The records:

++++++

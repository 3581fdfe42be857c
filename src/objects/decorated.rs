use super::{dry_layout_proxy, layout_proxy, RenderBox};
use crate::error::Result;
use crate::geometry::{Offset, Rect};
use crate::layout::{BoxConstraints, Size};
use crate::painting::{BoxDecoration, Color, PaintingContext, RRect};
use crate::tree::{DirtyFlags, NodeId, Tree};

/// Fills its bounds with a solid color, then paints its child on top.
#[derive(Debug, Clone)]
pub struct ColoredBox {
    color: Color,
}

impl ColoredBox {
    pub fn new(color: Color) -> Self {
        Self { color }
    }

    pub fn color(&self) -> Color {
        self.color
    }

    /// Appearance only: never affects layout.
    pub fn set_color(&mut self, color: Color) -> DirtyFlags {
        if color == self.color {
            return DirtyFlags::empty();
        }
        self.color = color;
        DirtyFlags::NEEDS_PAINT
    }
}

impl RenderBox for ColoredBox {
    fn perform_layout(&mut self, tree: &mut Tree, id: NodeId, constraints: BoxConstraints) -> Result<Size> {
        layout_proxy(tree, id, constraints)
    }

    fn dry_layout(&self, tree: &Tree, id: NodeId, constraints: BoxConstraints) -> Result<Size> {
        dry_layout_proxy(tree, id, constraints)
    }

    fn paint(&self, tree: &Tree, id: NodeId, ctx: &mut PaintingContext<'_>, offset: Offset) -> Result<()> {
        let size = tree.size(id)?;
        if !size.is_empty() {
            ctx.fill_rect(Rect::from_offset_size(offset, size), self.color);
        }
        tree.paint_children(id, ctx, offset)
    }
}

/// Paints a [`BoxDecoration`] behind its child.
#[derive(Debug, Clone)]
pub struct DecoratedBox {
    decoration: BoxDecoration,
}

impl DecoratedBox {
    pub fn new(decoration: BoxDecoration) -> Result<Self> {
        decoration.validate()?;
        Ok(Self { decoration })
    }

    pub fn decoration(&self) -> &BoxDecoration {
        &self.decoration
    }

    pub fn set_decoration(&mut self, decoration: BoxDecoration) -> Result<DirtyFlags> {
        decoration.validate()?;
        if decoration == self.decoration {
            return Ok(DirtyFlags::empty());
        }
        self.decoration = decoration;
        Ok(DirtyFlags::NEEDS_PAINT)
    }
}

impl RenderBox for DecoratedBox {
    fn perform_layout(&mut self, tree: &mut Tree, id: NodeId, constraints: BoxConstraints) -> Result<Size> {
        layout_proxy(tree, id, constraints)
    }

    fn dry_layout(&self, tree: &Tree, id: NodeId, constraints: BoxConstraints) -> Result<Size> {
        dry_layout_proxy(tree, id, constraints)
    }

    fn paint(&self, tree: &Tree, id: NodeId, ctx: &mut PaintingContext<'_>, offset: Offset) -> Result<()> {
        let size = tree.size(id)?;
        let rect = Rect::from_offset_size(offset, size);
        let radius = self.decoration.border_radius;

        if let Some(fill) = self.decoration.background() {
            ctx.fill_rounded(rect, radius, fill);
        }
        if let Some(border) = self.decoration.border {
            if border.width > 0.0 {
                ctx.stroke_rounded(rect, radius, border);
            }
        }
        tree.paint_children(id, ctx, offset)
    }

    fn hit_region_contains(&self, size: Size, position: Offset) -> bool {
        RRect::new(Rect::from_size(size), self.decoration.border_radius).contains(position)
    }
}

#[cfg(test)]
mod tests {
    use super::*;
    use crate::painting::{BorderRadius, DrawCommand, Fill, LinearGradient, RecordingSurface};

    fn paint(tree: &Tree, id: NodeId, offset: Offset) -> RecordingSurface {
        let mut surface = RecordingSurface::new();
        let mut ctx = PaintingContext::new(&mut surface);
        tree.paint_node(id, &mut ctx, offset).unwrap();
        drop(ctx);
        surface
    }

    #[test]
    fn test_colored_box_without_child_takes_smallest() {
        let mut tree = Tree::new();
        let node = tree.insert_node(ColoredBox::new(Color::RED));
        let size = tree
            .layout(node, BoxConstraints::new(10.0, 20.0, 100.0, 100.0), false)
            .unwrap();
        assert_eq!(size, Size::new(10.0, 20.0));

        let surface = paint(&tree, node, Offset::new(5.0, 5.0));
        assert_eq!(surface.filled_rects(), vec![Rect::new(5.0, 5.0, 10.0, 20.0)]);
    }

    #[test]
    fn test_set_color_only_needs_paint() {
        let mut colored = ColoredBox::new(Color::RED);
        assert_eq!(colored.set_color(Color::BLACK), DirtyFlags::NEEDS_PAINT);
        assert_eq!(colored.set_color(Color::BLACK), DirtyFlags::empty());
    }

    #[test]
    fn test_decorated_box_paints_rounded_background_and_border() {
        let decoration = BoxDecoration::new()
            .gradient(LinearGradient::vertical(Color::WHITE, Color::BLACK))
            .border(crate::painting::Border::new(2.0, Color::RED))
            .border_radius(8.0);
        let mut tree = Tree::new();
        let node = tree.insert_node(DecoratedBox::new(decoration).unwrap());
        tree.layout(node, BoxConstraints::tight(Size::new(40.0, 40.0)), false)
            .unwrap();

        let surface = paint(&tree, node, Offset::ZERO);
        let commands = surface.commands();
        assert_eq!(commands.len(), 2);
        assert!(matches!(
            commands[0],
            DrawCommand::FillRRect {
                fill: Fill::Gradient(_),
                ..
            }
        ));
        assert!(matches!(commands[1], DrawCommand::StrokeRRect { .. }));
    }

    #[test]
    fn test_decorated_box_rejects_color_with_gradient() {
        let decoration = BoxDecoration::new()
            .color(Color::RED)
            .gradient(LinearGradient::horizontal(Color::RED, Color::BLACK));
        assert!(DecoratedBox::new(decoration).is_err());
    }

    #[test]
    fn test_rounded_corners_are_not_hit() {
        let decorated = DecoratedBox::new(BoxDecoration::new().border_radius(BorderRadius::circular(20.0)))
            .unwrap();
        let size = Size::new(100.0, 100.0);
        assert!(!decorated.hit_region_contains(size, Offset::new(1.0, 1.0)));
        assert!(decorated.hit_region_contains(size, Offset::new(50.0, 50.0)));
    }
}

++++++

Work item:
Please return the data above exactly as given.

Output for this task:
repository 3581fdfe42be857c
filename src/objects/decorated.rs
use super::{dry_layout_proxy, layout_proxy, RenderBox};
use crate::error::Result;
use crate::geometry::{Offset, Rect};
use crate::layout::{BoxConstraints, Size};
use crate::painting::{BoxDecoration, Color, PaintingContext, RRect};
use crate::tree::{DirtyFlags, NodeId, Tree};

/// Fills its bounds with a solid color, then paints its child on top.
#[derive(Debug, Clone)]
pub struct ColoredBox {
    color: Color,
}

impl ColoredBox {
    pub fn new(color: Color) -> Self {
        Self { color }
    }

    pub fn color(&self) -> Color {
        self.color
    }

    /// Appearance only: never affects layout.
    pub fn set_color(&mut self, color: Color) -> DirtyFlags {
        if color == self.color {
            return DirtyFlags::empty();
        }
        self.color = color;
        DirtyFlags::NEEDS_PAINT
    }
}

impl RenderBox for ColoredBox {
    fn perform_layout(&mut self, tree: &mut Tree, id: NodeId, constraints: BoxConstraints) -> Result<Size> {
        layout_proxy(tree, id, constraints)
    }

    fn dry_layout(&self, tree: &Tree, id: NodeId, constraints: BoxConstraints) -> Result<Size> {
        dry_layout_proxy(tree, id, constraints)
    }

    fn paint(&self, tree: &Tree, id: NodeId, ctx: &mut PaintingContext<'_>, offset: Offset) -> Result<()> {
        let size = tree.size(id)?;
        if !size.is_empty() {
            ctx.fill_rect(Rect::from_offset_size(offset, size), self.color);
        }
        tree.paint_children(id, ctx, offset)
    }
}

/// Paints a [`BoxDecoration`] behind its child.
#[derive(Debug, Clone)]
pub struct DecoratedBox {
    decoration: BoxDecoration,
}

impl DecoratedBox {
    pub fn new(decoration: BoxDecoration) -> Result<Self> {
        decoration.validate()?;
        Ok(Self { decoration })
    }

    pub fn decoration(&self) -> &BoxDecoration {
        &self.decoration
    }

    pub fn set_decoration(&mut self, decoration: BoxDecoration) -> Result<DirtyFlags> {
        decoration.validate()?;
        if decoration == self.decoration {
            return Ok(DirtyFlags::empty());
        }
        self.decoration = decoration;
        Ok(DirtyFlags::NEEDS_PAINT)
    }
}

impl RenderBox for DecoratedBox {
    fn perform_layout(&mut self, tree: &mut Tree, id: NodeId, constraints: BoxConstraints) -> Result<Size> {
        layout_proxy(tree, id, constraints)
    }

    fn dry_layout(&self, tree: &Tree, id: NodeId, constraints: BoxConstraints) -> Result<Size> {
        dry_layout_proxy(tree, id, constraints)
    }

    fn paint(&self, tree: &Tree, id: NodeId, ctx: &mut PaintingContext<'_>, offset: Offset) -> Result<()> {
        let size = tree.size(id)?;
        let rect = Rect::from_offset_size(offset, size);
        let radius = self.decoration.border_radius;

        if let Some(fill) = self.decoration.background() {
            ctx.fill_rounded(rect, radius, fill);
        }
        if let Some(border) = self.decoration.border {
            if border.width > 0.0 {
                ctx.stroke_rounded(rect, radius, border);
            }
        }
        tree.paint_children(id, ctx, offset)
    }

    fn hit_region_contains(&self, size: Size, position: Offset) -> bool {
        RRect::new(Rect::from_size(size), self.decoration.border_radius).contains(position)
    }
}

#[cfg(test)]
mod tests {
    use super::*;
    use crate::painting::{BorderRadius, DrawCommand, Fill, LinearGradient, RecordingSurface};

    fn paint(tree: &Tree, id: NodeId, offset: Offset) -> RecordingSurface {
        let mut surface = RecordingSurface::new();
        let mut ctx = PaintingContext::new(&mut surface);
        tree.paint_node(id, &mut ctx, offset).unwrap();
        drop(ctx);
        surface
    }

    #[test]
    fn test_colored_box_without_child_takes_smallest() {
        let mut tree = Tree::new();
        let node = tree.insert_node(ColoredBox::new(Color::RED));
        let size = tree
            .layout(node, BoxConstraints::new(10.0, 20.0, 100.0, 100.0), false)
            .unwrap();
        assert_eq!(size, Size::new(10.0, 20.0));

        let surface = paint(&tree, node, Offset::new(5.0, 5.0));
        assert_eq!(surface.filled_rects(), vec![Rect::new(5.0, 5.0, 10.0, 20.0)]);
    }

    #[test]
    fn test_set_color_only_needs_paint() {
        let mut colored = ColoredBox::new(Color::RED);
        assert_eq!(colored.set_color(Color::BLACK), DirtyFlags::NEEDS_PAINT);
        assert_eq!(colored.set_color(Color::BLACK), DirtyFlags::empty());
    }

    #[test]
    fn test_decorated_box_paints_rounded_background_and_border() {
        let decoration = BoxDecoration::new()
            .gradient(LinearGradient::vertical(Color::WHITE, Color::BLACK))
            .border(crate::painting::Border::new(2.0, Color::RED))
            .border_radius(8.0);
        let mut tree = Tree::new();
        let node = tree.insert_node(DecoratedBox::new(decoration).unwrap());
        tree.layout(node, BoxConstraints::tight(Size::new(40.0, 40.0)), false)
            .unwrap();

        let surface = paint(&tree, node, Offset::ZERO);
        let commands = surface.commands();
        assert_eq!(commands.len(), 2);
        assert!(matches!(
            commands[0],
            DrawCommand::FillRRect {
                fill: Fill::Gradient(_),
                ..
            }
        ));
        assert!(matches!(commands[1], DrawCommand::StrokeRRect { .. }));
    }

    #[test]
    fn test_decorated_box_rejects_color_with_gradient() {
        let decoration = BoxDecoration::new()
            .color(Color::RED)
            .gradient(LinearGradient::horizontal(Color::RED, Color::BLACK));
        assert!(DecoratedBox::new(decoration).is_err());
    }

    #[test]
    fn test_rounded_corners_are_not_hit() {
        let decorated = DecoratedBox::new(BoxDecoration::new().border_radius(BorderRadius::circular(20.0)))
            .unwrap();
        let size = Size::new(100.0, 100.0);
        assert!(!decorated.hit_region_contains(size, Offset::new(1.0, 1.0)));
        assert!(decorated.hit_region_contains(size, Offset::new(50.0, 50.0)));
    }
}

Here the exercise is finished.